_WORK INSTRUCTIONS_
All lines below containing the string "IoFailure" are to be copied.

_WORKING DATA_

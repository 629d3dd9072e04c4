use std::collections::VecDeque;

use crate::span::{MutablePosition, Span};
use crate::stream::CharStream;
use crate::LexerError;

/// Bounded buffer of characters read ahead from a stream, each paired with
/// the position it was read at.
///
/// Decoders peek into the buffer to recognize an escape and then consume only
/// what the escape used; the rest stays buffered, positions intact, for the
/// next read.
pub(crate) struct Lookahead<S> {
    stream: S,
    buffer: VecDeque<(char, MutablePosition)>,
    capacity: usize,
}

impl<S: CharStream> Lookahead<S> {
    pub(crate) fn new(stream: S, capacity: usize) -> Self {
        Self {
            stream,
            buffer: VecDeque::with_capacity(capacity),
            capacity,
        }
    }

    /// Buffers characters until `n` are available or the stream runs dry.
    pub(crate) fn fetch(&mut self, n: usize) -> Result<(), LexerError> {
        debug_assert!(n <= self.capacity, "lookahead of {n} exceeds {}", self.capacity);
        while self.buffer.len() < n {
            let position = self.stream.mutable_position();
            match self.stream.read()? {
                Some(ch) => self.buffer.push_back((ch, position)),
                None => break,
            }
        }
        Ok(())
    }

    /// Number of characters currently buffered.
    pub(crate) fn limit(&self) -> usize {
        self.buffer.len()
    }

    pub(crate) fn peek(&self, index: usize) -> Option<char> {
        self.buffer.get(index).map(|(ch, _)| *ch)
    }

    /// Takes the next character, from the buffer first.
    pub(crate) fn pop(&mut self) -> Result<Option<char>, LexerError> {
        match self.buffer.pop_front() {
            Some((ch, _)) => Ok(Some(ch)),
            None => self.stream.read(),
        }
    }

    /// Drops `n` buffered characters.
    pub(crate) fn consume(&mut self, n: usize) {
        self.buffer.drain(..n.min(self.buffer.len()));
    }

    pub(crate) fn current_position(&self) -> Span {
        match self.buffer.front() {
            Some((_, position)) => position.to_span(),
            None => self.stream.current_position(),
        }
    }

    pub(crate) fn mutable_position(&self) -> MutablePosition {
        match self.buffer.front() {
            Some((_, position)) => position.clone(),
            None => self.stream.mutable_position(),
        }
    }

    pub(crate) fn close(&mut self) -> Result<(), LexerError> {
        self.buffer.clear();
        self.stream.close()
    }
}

--

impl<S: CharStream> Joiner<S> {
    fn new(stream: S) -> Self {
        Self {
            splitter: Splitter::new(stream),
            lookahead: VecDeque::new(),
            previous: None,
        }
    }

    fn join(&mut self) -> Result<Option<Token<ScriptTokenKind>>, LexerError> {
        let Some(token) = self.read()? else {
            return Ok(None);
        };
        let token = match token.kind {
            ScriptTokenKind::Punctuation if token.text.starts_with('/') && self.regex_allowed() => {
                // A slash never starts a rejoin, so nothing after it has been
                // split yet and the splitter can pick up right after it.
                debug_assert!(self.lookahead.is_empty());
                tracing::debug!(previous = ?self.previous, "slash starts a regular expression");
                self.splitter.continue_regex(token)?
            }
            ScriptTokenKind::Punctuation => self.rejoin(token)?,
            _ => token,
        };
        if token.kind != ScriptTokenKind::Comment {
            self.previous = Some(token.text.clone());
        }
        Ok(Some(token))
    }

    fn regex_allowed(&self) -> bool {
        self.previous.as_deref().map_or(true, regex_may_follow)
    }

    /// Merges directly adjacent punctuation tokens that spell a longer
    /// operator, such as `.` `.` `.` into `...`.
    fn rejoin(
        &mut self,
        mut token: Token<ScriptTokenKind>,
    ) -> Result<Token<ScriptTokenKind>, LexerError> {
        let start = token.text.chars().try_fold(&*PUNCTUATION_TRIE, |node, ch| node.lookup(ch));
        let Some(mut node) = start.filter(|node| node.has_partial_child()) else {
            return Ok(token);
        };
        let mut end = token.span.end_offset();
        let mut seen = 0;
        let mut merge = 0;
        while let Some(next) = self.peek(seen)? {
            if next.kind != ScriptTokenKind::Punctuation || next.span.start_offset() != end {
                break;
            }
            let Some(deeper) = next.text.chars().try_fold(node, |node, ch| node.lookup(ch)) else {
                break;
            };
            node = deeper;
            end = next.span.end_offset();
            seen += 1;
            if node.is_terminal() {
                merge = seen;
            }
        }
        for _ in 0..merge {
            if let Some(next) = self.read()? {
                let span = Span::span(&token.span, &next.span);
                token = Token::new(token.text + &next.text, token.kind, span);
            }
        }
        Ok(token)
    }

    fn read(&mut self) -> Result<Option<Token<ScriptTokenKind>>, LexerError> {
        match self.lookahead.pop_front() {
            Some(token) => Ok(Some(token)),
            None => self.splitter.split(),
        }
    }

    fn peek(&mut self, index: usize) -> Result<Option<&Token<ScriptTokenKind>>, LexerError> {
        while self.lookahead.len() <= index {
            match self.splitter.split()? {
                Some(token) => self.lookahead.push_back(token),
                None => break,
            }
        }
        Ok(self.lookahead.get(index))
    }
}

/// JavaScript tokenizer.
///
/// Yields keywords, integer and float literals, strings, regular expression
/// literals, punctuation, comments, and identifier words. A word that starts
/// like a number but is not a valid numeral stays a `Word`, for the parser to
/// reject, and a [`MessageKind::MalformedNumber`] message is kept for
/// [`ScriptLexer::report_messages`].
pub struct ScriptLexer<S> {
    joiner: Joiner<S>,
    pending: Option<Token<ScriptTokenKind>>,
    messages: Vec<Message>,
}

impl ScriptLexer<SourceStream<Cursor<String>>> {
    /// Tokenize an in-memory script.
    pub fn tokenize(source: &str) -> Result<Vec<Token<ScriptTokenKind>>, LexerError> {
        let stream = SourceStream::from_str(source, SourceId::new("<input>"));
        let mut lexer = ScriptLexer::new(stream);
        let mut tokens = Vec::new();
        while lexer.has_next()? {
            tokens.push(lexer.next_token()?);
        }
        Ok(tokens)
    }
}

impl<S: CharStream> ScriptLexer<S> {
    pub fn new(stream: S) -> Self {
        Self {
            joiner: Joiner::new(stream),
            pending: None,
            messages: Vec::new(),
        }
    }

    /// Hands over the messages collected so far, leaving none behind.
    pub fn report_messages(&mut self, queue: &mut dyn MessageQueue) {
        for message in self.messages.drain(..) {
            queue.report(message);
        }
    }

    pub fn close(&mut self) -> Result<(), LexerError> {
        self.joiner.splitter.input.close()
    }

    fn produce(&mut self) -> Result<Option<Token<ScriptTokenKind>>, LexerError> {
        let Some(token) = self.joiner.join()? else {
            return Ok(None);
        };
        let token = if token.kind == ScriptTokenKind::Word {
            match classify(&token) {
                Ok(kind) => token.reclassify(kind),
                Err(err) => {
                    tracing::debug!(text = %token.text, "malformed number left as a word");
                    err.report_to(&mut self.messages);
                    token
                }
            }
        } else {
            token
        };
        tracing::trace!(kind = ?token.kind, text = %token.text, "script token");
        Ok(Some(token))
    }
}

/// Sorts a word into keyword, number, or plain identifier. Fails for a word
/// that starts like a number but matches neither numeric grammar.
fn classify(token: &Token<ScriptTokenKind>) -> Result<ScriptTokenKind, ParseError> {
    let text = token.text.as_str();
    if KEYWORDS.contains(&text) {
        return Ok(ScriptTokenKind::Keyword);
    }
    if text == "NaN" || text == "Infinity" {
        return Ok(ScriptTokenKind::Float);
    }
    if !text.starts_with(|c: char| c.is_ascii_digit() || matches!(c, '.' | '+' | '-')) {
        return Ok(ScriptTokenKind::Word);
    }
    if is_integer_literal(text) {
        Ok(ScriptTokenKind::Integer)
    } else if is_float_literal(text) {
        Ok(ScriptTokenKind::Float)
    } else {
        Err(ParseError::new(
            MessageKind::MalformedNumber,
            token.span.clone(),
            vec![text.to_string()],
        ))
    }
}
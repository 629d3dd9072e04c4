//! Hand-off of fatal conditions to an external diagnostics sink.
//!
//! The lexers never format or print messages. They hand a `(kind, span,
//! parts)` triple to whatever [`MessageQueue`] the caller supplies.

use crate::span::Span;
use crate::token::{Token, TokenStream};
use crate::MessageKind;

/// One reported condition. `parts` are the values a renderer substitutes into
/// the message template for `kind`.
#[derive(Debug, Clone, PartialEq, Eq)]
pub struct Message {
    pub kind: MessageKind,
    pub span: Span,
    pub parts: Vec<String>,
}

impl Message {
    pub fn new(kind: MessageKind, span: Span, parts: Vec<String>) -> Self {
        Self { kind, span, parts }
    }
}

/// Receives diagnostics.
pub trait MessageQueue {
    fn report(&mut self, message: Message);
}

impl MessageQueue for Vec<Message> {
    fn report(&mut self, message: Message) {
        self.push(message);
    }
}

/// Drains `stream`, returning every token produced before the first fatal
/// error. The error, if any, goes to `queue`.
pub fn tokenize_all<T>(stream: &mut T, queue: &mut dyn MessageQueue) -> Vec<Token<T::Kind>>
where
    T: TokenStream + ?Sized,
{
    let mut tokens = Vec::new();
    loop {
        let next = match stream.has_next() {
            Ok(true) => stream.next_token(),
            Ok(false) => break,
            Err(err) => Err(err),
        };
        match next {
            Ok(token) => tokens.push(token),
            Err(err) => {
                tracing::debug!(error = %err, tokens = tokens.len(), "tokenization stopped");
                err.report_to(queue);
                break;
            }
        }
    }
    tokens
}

--

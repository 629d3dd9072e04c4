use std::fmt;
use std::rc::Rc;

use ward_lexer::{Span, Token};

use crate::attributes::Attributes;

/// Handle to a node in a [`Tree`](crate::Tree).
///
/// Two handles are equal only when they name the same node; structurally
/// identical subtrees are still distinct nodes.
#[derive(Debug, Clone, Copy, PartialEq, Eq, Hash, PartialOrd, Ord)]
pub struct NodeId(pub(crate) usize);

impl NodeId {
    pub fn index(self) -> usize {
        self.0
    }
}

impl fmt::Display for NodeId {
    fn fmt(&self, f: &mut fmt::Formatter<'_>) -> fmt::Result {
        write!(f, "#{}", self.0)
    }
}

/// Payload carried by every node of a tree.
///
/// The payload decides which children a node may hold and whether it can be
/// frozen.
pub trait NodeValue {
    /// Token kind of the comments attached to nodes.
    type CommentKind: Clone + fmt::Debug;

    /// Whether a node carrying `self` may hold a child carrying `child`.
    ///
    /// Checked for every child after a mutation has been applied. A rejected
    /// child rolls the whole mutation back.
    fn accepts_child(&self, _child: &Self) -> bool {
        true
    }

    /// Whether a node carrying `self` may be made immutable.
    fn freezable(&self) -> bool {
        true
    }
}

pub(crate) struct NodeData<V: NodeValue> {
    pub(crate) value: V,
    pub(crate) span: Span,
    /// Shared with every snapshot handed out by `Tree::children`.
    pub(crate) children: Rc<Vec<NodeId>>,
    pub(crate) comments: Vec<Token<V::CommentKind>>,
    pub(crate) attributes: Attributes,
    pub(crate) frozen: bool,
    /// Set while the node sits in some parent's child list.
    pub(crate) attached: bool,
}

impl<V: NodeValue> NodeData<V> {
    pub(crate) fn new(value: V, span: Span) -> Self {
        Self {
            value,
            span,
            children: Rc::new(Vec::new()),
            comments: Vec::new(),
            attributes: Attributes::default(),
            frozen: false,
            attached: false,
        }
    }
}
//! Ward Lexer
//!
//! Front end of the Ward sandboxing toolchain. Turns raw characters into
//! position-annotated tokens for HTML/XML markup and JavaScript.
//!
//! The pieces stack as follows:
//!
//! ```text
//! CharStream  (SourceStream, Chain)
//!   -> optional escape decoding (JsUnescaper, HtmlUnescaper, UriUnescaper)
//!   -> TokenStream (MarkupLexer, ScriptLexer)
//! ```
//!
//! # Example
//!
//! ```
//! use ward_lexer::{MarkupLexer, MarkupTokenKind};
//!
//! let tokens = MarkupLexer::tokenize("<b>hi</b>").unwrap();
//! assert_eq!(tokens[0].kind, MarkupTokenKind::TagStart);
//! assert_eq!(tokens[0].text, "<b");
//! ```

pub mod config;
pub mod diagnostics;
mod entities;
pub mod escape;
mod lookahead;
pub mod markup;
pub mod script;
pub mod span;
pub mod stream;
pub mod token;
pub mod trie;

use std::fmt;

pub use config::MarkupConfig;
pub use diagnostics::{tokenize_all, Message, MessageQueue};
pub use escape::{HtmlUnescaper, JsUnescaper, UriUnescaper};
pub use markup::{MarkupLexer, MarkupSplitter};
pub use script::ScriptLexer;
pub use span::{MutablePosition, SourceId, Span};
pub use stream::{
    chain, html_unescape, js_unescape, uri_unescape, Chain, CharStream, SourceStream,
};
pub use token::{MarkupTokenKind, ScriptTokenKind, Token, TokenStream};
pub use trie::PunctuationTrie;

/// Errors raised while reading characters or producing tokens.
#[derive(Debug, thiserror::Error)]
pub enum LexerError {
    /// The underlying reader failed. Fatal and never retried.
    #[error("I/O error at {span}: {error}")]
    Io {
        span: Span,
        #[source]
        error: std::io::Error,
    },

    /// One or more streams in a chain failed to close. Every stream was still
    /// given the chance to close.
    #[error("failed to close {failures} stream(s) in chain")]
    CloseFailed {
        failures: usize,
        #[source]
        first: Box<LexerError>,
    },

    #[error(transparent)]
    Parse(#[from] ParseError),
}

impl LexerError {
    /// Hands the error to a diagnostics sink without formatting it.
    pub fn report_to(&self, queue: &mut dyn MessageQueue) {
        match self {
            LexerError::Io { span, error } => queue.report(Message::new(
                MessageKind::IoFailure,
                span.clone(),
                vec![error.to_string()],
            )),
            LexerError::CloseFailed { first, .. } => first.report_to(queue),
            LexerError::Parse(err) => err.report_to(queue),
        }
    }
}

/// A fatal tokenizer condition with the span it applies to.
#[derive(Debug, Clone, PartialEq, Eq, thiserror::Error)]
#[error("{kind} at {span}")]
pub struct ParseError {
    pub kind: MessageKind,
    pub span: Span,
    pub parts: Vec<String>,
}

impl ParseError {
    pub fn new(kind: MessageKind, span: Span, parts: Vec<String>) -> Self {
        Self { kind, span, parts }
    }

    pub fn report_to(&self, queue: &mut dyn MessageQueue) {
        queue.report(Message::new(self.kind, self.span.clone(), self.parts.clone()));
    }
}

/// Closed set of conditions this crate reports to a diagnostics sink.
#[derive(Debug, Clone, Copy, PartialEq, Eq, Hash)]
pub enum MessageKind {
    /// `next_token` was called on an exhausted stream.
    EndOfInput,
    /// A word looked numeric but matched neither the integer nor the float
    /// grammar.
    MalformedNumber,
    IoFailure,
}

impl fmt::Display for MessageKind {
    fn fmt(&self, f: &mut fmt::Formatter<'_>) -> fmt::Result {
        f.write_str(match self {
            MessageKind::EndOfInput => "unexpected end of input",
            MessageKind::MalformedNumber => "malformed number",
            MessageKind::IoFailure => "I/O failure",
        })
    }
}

_OUTPUT_
                MessageKind::IoFailure,
    IoFailure,
            MessageKind::IoFailure => "I/O failure",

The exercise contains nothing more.